=== EXTRACTED MATERIAL ===
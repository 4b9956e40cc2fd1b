//! Wall-clock abstraction.
//!
//! Time-windowed logic (aggregation windows, credential expiry, notification
//! expiry) reads the current time through [`Clock`] so tests can pin it.

use chrono::{DateTime, Duration, Utc};
use parking_lot::Mutex;

/// Source of the current wall-clock time.
pub trait Clock: Send + Sync + std::fmt::Debug {
    /// Returns the current time.
    fn now(&self) -> DateTime<Utc>;
}

/// The system clock.
#[derive(Debug, Clone, Copy, Default)]
pub struct SystemClock;

impl Clock for SystemClock {
    fn now(&self) -> DateTime<Utc> {
        Utc::now()
    }
}

/// A clock that only moves when told to.
///
/// # Example
///
/// ```
/// use agora_core::{Clock, ManualClock};
/// use chrono::Duration;
///
/// let clock = ManualClock::default();
/// let start = clock.now();
/// clock.advance(Duration::minutes(10));
/// assert_eq!(clock.now() - start, Duration::minutes(10));
/// ```
#[derive(Debug)]
pub struct ManualClock {
    now: Mutex<DateTime<Utc>>,
}

impl ManualClock {
    /// Creates a clock pinned at `now`.
    #[must_use]
    pub fn new(now: DateTime<Utc>) -> Self {
        Self {
            now: Mutex::new(now),
        }
    }

    /// Moves the clock forward.
    pub fn advance(&self, by: Duration) {
        let mut now = self.now.lock();
        *now += by;
    }

    /// Sets the clock to an absolute time.
    pub fn set(&self, to: DateTime<Utc>) {
        *self.now.lock() = to;
    }
}

impl Default for ManualClock {
    fn default() -> Self {
        Self::new(Utc::now())
    }
}

impl Clock for ManualClock {
    fn now(&self) -> DateTime<Utc> {
        *self.now.lock()
    }
}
===
[EXERCISE BRIEF] Reproduce the records above exactly.

[THE ANSWER]
repository 4b9956e40cc2fd1b
//! Wall-clock abstraction.
//!
//! Time-windowed logic (aggregation windows, credential expiry, notification
//! expiry) reads the current time through [`Clock`] so tests can pin it.

use chrono::{DateTime, Duration, Utc};
use parking_lot::Mutex;

/// Source of the current wall-clock time.
pub trait Clock: Send + Sync + std::fmt::Debug {
    /// Returns the current time.
    fn now(&self) -> DateTime<Utc>;
}

/// The system clock.
#[derive(Debug, Clone, Copy, Default)]
pub struct SystemClock;

impl Clock for SystemClock {
    fn now(&self) -> DateTime<Utc> {
        Utc::now()
    }
}

/// A clock that only moves when told to.
///
/// # Example
///
/// ```
/// use agora_core::{Clock, ManualClock};
/// use chrono::Duration;
///
/// let clock = ManualClock::default();
/// let start = clock.now();
/// clock.advance(Duration::minutes(10));
/// assert_eq!(clock.now() - start, Duration::minutes(10));
/// ```
#[derive(Debug)]
pub struct ManualClock {
    now: Mutex<DateTime<Utc>>,
}

impl ManualClock {
    /// Creates a clock pinned at `now`.
    #[must_use]
    pub fn new(now: DateTime<Utc>) -> Self {
        Self {
            now: Mutex::new(now),
        }
    }

    /// Moves the clock forward.
    pub fn advance(&self, by: Duration) {
        let mut now = self.now.lock();
        *now += by;
    }

    /// Sets the clock to an absolute time.
    pub fn set(&self, to: DateTime<Utc>) {
        *self.now.lock() = to;
    }
}

impl Default for ManualClock {
    fn default() -> Self {
        Self::new(Utc::now())
    }
}

impl Clock for ManualClock {
    fn now(&self) -> DateTime<Utc> {
        *self.now.lock()
    }
}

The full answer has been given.